Aquellos explosivos les darían la razón.
Durante su juventud, el príncipe Rhombur Vernius había sido un chico regordete. C’tair le recordaba como una especie de bufón bondadoso, que dedicaba más tiempo a recoger especímenes geológicos que a aprender el arte de gobernar o los procesos industriales ixianos. Por lo visto, para él siempre había tiempo.
Pero todo había cambiado con la llegada de los tleilaxu.
Todo.
Aun en el exilio, Rhombur todavía conservaba códigos de paso y contactos con la administración de embarques, gracias a la cual entraban los materiales en bruto en la ciudad-fábrica. Había conseguido entrar de tapadillo suministros vitales, y ahora los discos explosivos. C’tair juró que cada uno sería utilizado. Ahora, su principal preocupación era esconder los materiales de demolición antes de que los perezosos suboides ixianos descubrieran el verdadero contenido del paquete.
Vestido con el uniforme robado a un obrero de nivel superior, transportó el cargamento de explosivos a la ciudad estalactita en un carro antigravitatorio, junto con otras entregas. No corrió hacia su escondrijo. Siempre mantenía una expresión vacua y pasiva, sin trabar conversación, sin apenas responder a los comentarios o insultos de los Amos tleilaxu.
Cuando llegó por fin al nivel correcto y entró en su cubículo, protegido por sensores, a través de la entrada camuflada, C’tair amontonó los discos, negros y de textura rugosa, y después se tendió en su catre, con la respiración acelerada.
Aquel sería su primer gran golpe en años.
Cerró los ojos. Momentos después oyó un clic en la puerta, pasos y crujidos. No se movió ni miró porque los sonidos le eran familiares, un ápice de consuelo para él en un mundo despiadado. Percibió el tenue y dulce perfume de la joven.
Hacía meses que vivía con Miral Alechem. Se habían aferrado a su mutua compañía después de hacer el amor en un túnel a oscuras, apresurados y nerviosos, mientras se escondían de una patrulla Sardaukar. Durante sus años de patriota ixiano, C’tair se había resistido al impulso de entablar relaciones personales, contacto íntimo con otros seres humanos. Era demasiado peligroso, demasiado perturbador. Pero Miral compartía los mismos objetivos y necesidades. Y era tan bonita…

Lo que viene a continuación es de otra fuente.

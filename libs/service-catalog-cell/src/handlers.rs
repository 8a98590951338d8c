use std::sync::Arc;

use axum::{
    extract::{Extension, Path, State},
    Json,
};
use axum_extra::TypedHeader;
use headers::{authorization::Bearer, Authorization};
use serde_json::{json, Value};
use uuid::Uuid;

use shared_config::AppConfig;
use shared_models::auth::User;
use shared_models::error::AppError;

use crate::models::{CreateServiceRequest, UpdateServiceRequest};
use crate::services::CatalogService;

#[axum::debug_handler]
pub async fn create_service(
    State(config): State<Arc<AppConfig>>,
    TypedHeader(auth): TypedHeader<Authorization<Bearer>>,
    Extension(user): Extension<User>,
    Json(request): Json<CreateServiceRequest>,
) -> Result<Json<Value>, AppError> {
    let service = CatalogService::new(&config);

    let definition = service.create(request, &user.id, auth.token()).await?;

    Ok(Json(json!(definition)))
}

#[axum::debug_handler]
pub async fn list_services(
    State(config): State<Arc<AppConfig>>,
    TypedHeader(auth): TypedHeader<Authorization<Bearer>>,
    Extension(user): Extension<User>,
) -> Result<Json<Value>, AppError> {
    let service = CatalogService::new(&config);

    let definitions = service.find_all(&user.id, auth.token()).await?;

    Ok(Json(json!(definitions)))
}

#[axum::debug_handler]
pub async fn get_service(
    State(config): State<Arc<AppConfig>>,
    TypedHeader(auth): TypedHeader<Authorization<Bearer>>,
    Extension(user): Extension<User>,
    Path(service_id): Path<Uuid>,
) -> Result<Json<Value>, AppError> {
    let service = CatalogService::new(&config);

    let definition = service.find_one(service_id, &user.id, auth.token()).await?;

    Ok(Json(json!(definition)))
}

#[axum::debug_handler]
pub async fn update_service(
    State(config): State<Arc<AppConfig>>,
    TypedHeader(auth): TypedHeader<Authorization<Bearer>>,
    Extension(user): Extension<User>,
    Path(service_id): Path<Uuid>,
    Json(request): Json<UpdateServiceRequest>,
) -> Result<Json<Value>, AppError> {
    let service = CatalogService::new(&config);

    let definition = service
        .update(service_id, request, &user.id, auth.token())
        .await?;

    Ok(Json(json!(definition)))
}

#[axum::debug_handler]
pub async fn delete_service(
    State(config): State<Arc<AppConfig>>,
    TypedHeader(auth): TypedHeader<Authorization<Bearer>>,
    Extension(user): Extension<User>,
    Path(service_id): Path<Uuid>,
) -> Result<Json<Value>, AppError> {
    let service = CatalogService::new(&config);

    let definition = service.remove(service_id, &user.id, auth.token()).await?;

    Ok(Json(json!(definition)))
}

Oyó que dejaba algo en el suelo con un leve golpe. Le besó en la mejilla.
—Traigo algunas cosas, un cable de alta energía, un equipo láser, un…
Oyó que respiraba hondo.
C’tair sonrió, siempre con los ojos cerrados. Ella había visto las pilas de discos.

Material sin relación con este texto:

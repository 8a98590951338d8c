use std::sync::Arc;

use chrono::NaiveDate;
use reqwest::Method;
use serde_json::Value;
use tracing::debug;
use uuid::Uuid;

use shared_database::supabase::SupabaseClient;

use crate::models::{Appointment, AppointmentError};

/// Slot and capacity checks against a staff member's day.
pub struct ConflictService {
    supabase: Arc<SupabaseClient>,
}

impl ConflictService {
    pub fn new(supabase: Arc<SupabaseClient>) -> Self {
        Self { supabase }
    }

    /// Returns the appointment already holding the requested slot, if any.
    ///
    /// Only appointments that occupy staff time count: Scheduled and
    /// Completed. Cancelled, No-Show and Waiting entries never block a slot.
    /// Slot tokens are compared for exact equality, so "09:00" and "9:00"
    /// are distinct slots.
    pub async fn find_conflict(
        &self,
        staff_id: Uuid,
        date: NaiveDate,
        time: &str,
        exclude_appointment_id: Option<Uuid>,
        auth_token: &str,
    ) -> Result<Option<Appointment>, AppointmentError> {
        debug!("Checking slot {} on {} for staff {}", time, date, staff_id);

        let path = format!(
            "/rest/v1/appointments?staff_id=eq.{}&appointment_date=eq.{}&status=in.(Scheduled,Completed)",
            staff_id, date
        );

        let rows: Vec<Value> = self
            .supabase
            .request(Method::GET, &path, Some(auth_token), None)
            .await
            .map_err(|e| AppointmentError::DatabaseError(e.to_string()))?;

        let appointments = rows
            .into_iter()
            .map(serde_json::from_value)
            .collect::<Result<Vec<Appointment>, _>>()
            .map_err(|e| {
                AppointmentError::DatabaseError(format!("Failed to parse appointments: {}", e))
            })?;

        Ok(appointments.into_iter().find(|appt| {
            appt.appointment_time == time && Some(appt.id) != exclude_appointment_id
        }))
    }

    /// Whether the staff member can take one more Scheduled appointment on
    /// the given date. Only Scheduled entries count toward capacity, so
    /// completed or cancelled work frees the slot back up.
    pub async fn has_capacity(
        &self,
        staff_id: Uuid,
        daily_capacity: i32,
        date: NaiveDate,
        auth_token: &str,
    ) -> Result<bool, AppointmentError> {
        let path = format!(
            "/rest/v1/appointments?staff_id=eq.{}&appointment_date=eq.{}&status=eq.Scheduled&select=id",
            staff_id, date
        );

        let rows: Vec<Value> = self
            .supabase
            .request(Method::GET, &path, Some(auth_token), None)
            .await
            .map_err(|e| AppointmentError::DatabaseError(e.to_string()))?;

        Ok((rows.len() as i32) < daily_capacity)
    }
}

—Yo también he traído algunas cosas.
De repente, se incorporó y explicó cómo habían llegado los explosivos a sus manos y cómo funcionaban. Cada disco negro, del tamaño de una moneda pequeña y lleno de glóbulos detonadores comprimidos, contenía suficiente potencia para volar un pequeño edificio. Con sólo un puñado, colocados en sitios estratégicos, causarían tremendos daños.
Los dedos de la joven se acercaron a la pila, vacilaron. Ella le miró con sus ojos grandes y oscuros, y mientras tanto C’tair pensó en ella, como tan a menudo hacía. Miral era la mejor persona que había conocido en su vida. Era admirable la tenacidad con que corría riesgos comparables a los de él. Ella no le había seducido ni tentado. Su relación había sucedido, así de sencillo. Estaban hechos el uno para el otro.
Pensó en su breve enamoramiento juvenil de Kailea, la hija del conde Vernius. Había sido una fantasía, un juego, que quizá se habría transformado en realidad si Ix no hubiera caído. Sin embargo, Miral era toda la realidad que podía tolerar.
—No te preocupes —la tranquilizó—. Hace falta un detonador para activarlos.
Señaló una cajita roja llena de temporizadores.
Miral cogió un disco en cada mano, los inspeccionó como haría un joyero de Hagal con nuevas gemas de fuego. C’tair se demoró en las posibilidades que desfilaban por su mente, puntos clave de la ciudad, lugares donde los explosivos causarían más estragos a los invasores.
—Ya he elegido algunos blancos —dijo—. Confiaba en que tú me ayudarías.
La joven dejó los discos en su sitio con cautela y luego se tumbó sobre la litera y se abrazaron.
—Ya sabes que sí.
Sintió su aliento cálido en el oído. Se quitaron la ropa en una exhalación.